PyTorch PINN: Inaccurate sigma_xx (stress) predictions while other parameters match FEM results

I’m implementing a Physics-Informed Neural Network (PINN) to solve a 2D elasticity problem, comparing results with FEM analysis. While most parameters (ux, uy, sigma_yy, sigma_xy) closely match the FEM results, the sigma_xx predictions are significantly off.
import torch
import torch.nn as nn
import torch.optim as optim
import matplotlib.pyplot as plt
import numpy as np
from matplotlib.path import Path
import pandas as pd
from torch.optim.lr_scheduler import ReduceLROnPlateau, CosineAnnealingLR
import copy
# Set random seed for reproducibility
torch.manual_seed(0)
np.random.seed(0)

# Check if GPU is available
device = torch.device("cuda" if torch.cuda.is_available() else "cpu")
print(f"Using device: {device}")

# Set default tensor type to float32
torch.set_default_tensor_type(torch.FloatTensor)

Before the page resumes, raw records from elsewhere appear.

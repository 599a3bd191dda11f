//! OpenAI Chat Completions provider.
//!
//! Structured output uses `response_format: {"type": "json_schema", ...}` with
//! strict mode, so graders receive JSON matching their schema.

use crate::client::{LlmClient, LlmRequest, LlmResponse, LlmUsage};
use crate::types::ProviderType;
use crag_core::{AppError, AppResult};
use serde::{Deserialize, Serialize};
use std::time::Duration;

/// Default OpenAI API base URL.
pub const DEFAULT_OPENAI_BASE_URL: &str = "https://api.openai.com";

#[derive(Debug, Serialize)]
struct ChatMessage {
    role: &'static str,
    content: String,
}

#[derive(Debug, Deserialize)]
struct ChatResponse {
    model: String,
    choices: Vec<ChatChoice>,
    #[serde(default)]
    usage: Option<ChatUsage>,
}

#[derive(Debug, Deserialize)]
struct ChatChoice {
    message: ChatChoiceMessage,
    #[serde(default)]
    finish_reason: Option<String>,
}

#[derive(Debug, Deserialize)]
struct ChatChoiceMessage {
    #[serde(default)]
    content: Option<String>,
    #[serde(default)]
    refusal: Option<String>,
}

#[derive(Debug, Deserialize)]
struct ChatUsage {
    prompt_tokens: u32,
    completion_tokens: u32,
}

/// OpenAI chat completion client.
pub struct OpenAiClient {
    base_url: String,
    auth_header: String,
    organization: Option<String>,
    client: reqwest::Client,
}

impl OpenAiClient {
    /// Create a client for the public OpenAI API.
    pub fn new(api_key: impl Into<String>) -> Self {
        Self::with_base_url(api_key, DEFAULT_OPENAI_BASE_URL)
    }

    /// Create a client for an OpenAI-compatible endpoint.
    pub fn with_base_url(api_key: impl Into<String>, base_url: impl Into<String>) -> Self {
        Self {
            base_url: base_url.into().trim_end_matches('/').to_string(),
            auth_header: format!("Bearer {}", api_key.into()),
            organization: None,
            client: reqwest::Client::new(),
        }
    }

    /// Send requests on behalf of an organization.
    pub fn with_organization(mut self, organization: impl Into<String>) -> Self {
        self.organization = Some(organization.into());
        self
    }

    /// Replace the HTTP client with one that enforces a request timeout.
    pub fn with_timeout(mut self, timeout: Duration) -> AppResult<Self> {
        self.client = reqwest::Client::builder()
            .timeout(timeout)
            .build()
            .map_err(|e| AppError::Llm(format!("Failed to create HTTP client for OpenAI: {}", e)))?;
        Ok(self)
    }

    fn chat_completions_url(&self) -> String {
        format!("{}/v1/chat/completions", self.base_url)
    }

    fn build_body(&self, request: &LlmRequest) -> serde_json::Value {
        let mut messages = Vec::with_capacity(2);
        if let Some(ref system) = request.system {
            messages.push(ChatMessage {
                role: "system",
                content: system.clone(),
            });
        }
        messages.push(ChatMessage {
            role: "user",
            content: request.prompt.clone(),
        });

        let mut body = serde_json::json!({
            "model": request.model,
            "messages": messages,
        });

        if let Some(temperature) = request.temperature {
            body["temperature"] = serde_json::json!(temperature);
        }

        if let Some(max_tokens) = request.max_tokens {
            body["max_tokens"] = serde_json::json!(max_tokens);
        }

        if let Some(top_p) = request.top_p {
            body["top_p"] = serde_json::json!(top_p);
        }

        if let Some(ref format) = request.response_format {
            body["response_format"] = serde_json::json!({
                "type": "json_schema",
                "json_schema": {
                    "name": format.name,
                    "strict": true,
                    "schema": format.schema,
                }
            });
        }

        body
    }

    fn parse_response(&self, response: ChatResponse) -> AppResult<LlmResponse> {
        let choice = response
            .choices
            .into_iter()
            .next()
            .ok_or_else(|| AppError::Llm("OpenAI response contained no choices".to_string()))?;

        if let Some(refusal) = choice.message.refusal {
            return Err(AppError::Llm(format!("OpenAI refused the request: {}", refusal)));
        }

        let usage = response
            .usage
            .map(|u| LlmUsage::new(u.prompt_tokens, u.completion_tokens))
            .unwrap_or_default();

        Ok(LlmResponse {
            content: choice.message.content.unwrap_or_default(),
            model: response.model,
            usage,
            done: choice.finish_reason.as_deref() != Some("length"),
        })
    }
}

#[async_trait::async_trait]
impl LlmClient for OpenAiClient {
    fn provider_name(&self) -> &str {
        ProviderType::OpenAI.as_str()
    }

    #[tracing::instrument(skip(self, request), fields(model = %request.model))]
    async fn complete(&self, request: &LlmRequest) -> AppResult<LlmResponse> {
        tracing::debug!(
            "Sending chat completion to OpenAI (structured: {})",
            request.response_format.is_some()
        );

        let mut builder = self
            .client
            .post(self.chat_completions_url())
            .header("Authorization", &self.auth_header)
            .json(&self.build_body(request));

        if let Some(ref organization) = self.organization {
            builder = builder.header("OpenAI-Organization", organization);
        }

        let response = builder
            .send()
            .await
            .map_err(|e| AppError::Llm(format!("Failed to send request to OpenAI: {}", e)))?;

        if !response.status().is_success() {
            let status = response.status();
            let error_text = response
                .text()
                .await
                .unwrap_or_else(|_| "Unknown error".to_string());
            return Err(AppError::Llm(format!(
                "OpenAI API error ({}): {}",
                status, error_text
            )));
        }

        let chat_response: ChatResponse = response
            .json()
            .await
            .map_err(|e| AppError::Llm(format!("Failed to parse OpenAI response: {}", e)))?;

        let parsed = self.parse_response(chat_response)?;
        tracing::debug!(
            "Received completion from OpenAI ({} tokens)",
            parsed.usage.total_tokens
        );

        Ok(parsed)
    }
}

#[cfg(test)]
mod tests {
    use super::*;
    use wiremock::matchers::{body_partial_json, header, method, path};
    use wiremock::{Mock, MockServer, ResponseTemplate};

    fn completion_body(content: &str) -> serde_json::Value {
        serde_json::json!({
            "id": "chatcmpl-1",
            "model": "gpt-4o-mini",
            "choices": [{
                "index": 0,
                "message": {"role": "assistant", "content": content},
                "finish_reason": "stop"
            }],
            "usage": {"prompt_tokens": 40, "completion_tokens": 5, "total_tokens": 45}
        })
    }

    #[test]
    fn test_build_body_with_schema() {
        let client = OpenAiClient::new("sk-test");
        let request = LlmRequest::new("Answer: yes", "gpt-4o-mini")
            .with_system("grader")
            .with_json_schema("grade", serde_json::json!({"type": "object"}));

        let body = client.build_body(&request);
        assert_eq!(body["messages"][0]["role"], "system");
        assert_eq!(body["messages"][1]["content"], "Answer: yes");
        assert_eq!(body["response_format"]["type"], "json_schema");
        assert_eq!(body["response_format"]["json_schema"]["name"], "grade");
        assert_eq!(body["response_format"]["json_schema"]["strict"], true);
    }

    #[test]
    fn test_build_body_without_system() {
        let client = OpenAiClient::new("sk-test");
        let body = client.build_body(&LlmRequest::new("hi", "gpt-4.1-nano"));
        assert_eq!(body["messages"].as_array().unwrap().len(), 1);
        assert!(body.get("response_format").is_none());
    }

    #[tokio::test]
    async fn test_complete_against_mock_server() {
        let server = MockServer::start().await;
        Mock::given(method("POST"))
            .and(path("/v1/chat/completions"))
            .and(header("Authorization", "Bearer sk-test"))
            .and(body_partial_json(serde_json::json!({"model": "gpt-4o-mini"})))
            .respond_with(
                ResponseTemplate::new(200)
                    .set_body_json(completion_body("{\"binary_score\":\"no\"}")),
            )
            .mount(&server)
            .await;

        let client = OpenAiClient::with_base_url("sk-test", server.uri());
        let response = client
            .complete(&LlmRequest::new("grade", "gpt-4o-mini"))
            .await
            .unwrap();

        assert_eq!(response.content, "{\"binary_score\":\"no\"}");
        assert_eq!(response.usage.total_tokens, 45);
        assert!(response.done);
    }

    #[tokio::test]
    async fn test_complete_maps_auth_error() {
        let server = MockServer::start().await;
        Mock::given(method("POST"))
            .and(path("/v1/chat/completions"))
            .respond_with(ResponseTemplate::new(401).set_body_string("invalid api key"))
            .mount(&server)
            .await;

        let client = OpenAiClient::with_base_url("sk-bad", server.uri());
        let err = client
            .complete(&LlmRequest::new("hi", "gpt-4o-mini"))
            .await
            .unwrap_err();

        assert!(matches!(err, AppError::Llm(_)));
        assert!(err.to_string().contains("401"));
    }

    #[tokio::test]
    async fn test_refusal_is_error() {
        let server = MockServer::start().await;
        Mock::given(method("POST"))
            .and(path("/v1/chat/completions"))
            .respond_with(ResponseTemplate::new(200).set_body_json(serde_json::json!({
                "model": "gpt-4o-mini",
                "choices": [{
                    "message": {"role": "assistant", "content": null, "refusal": "no"},
                    "finish_reason": "stop"
                }]
            })))
            .mount(&server)
            .await;

        let client = OpenAiClient::with_base_url("sk-test", server.uri());
        let result = client.complete(&LlmRequest::new("hi", "gpt-4o-mini")).await;
        assert!(result.is_err());
    }
}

# Define the neural network architecture
class Net(nn.Module):
    def __init__(self):
        super(Net, self).__init__()
        self.hidden1 = nn.Linear(2, 64)
        self.hidden2 = nn.Linear(64, 128)
        self.hidden3 = nn.Linear(128, 256)
        self.hidden4 = nn.Linear(256, 128)  
        self.hidden5 = nn.Linear(128, 64)
        self.output = nn.Linear(64, 2)
    def forward(self, x):
        x = torch.tanh(self.hidden1(x))
        x = torch.tanh(self.hidden2(x))
        x = torch.tanh(self.hidden3(x))
        x = torch.tanh(self.hidden4(x))
        x = torch.tanh(self.hidden5(x))
        return self.output(x)  # return [u, v]
    # Define the problem domain using the given vertices
vertices = np.array([
    [0, 0],
    [0, 3],
    [3, 3],
    [5, 2],
    [7, 2],
    [7,0],
    [0,0]  # Closing the polygon
],dtype=np.float32)
path = Path(vertices)
def in_domain(x, y):
    points = np.column_stack((x.cpu().numpy(), y.cpu().numpy()))
    return torch.tensor(path.contains_points(points), dtype=torch.bool, device=device)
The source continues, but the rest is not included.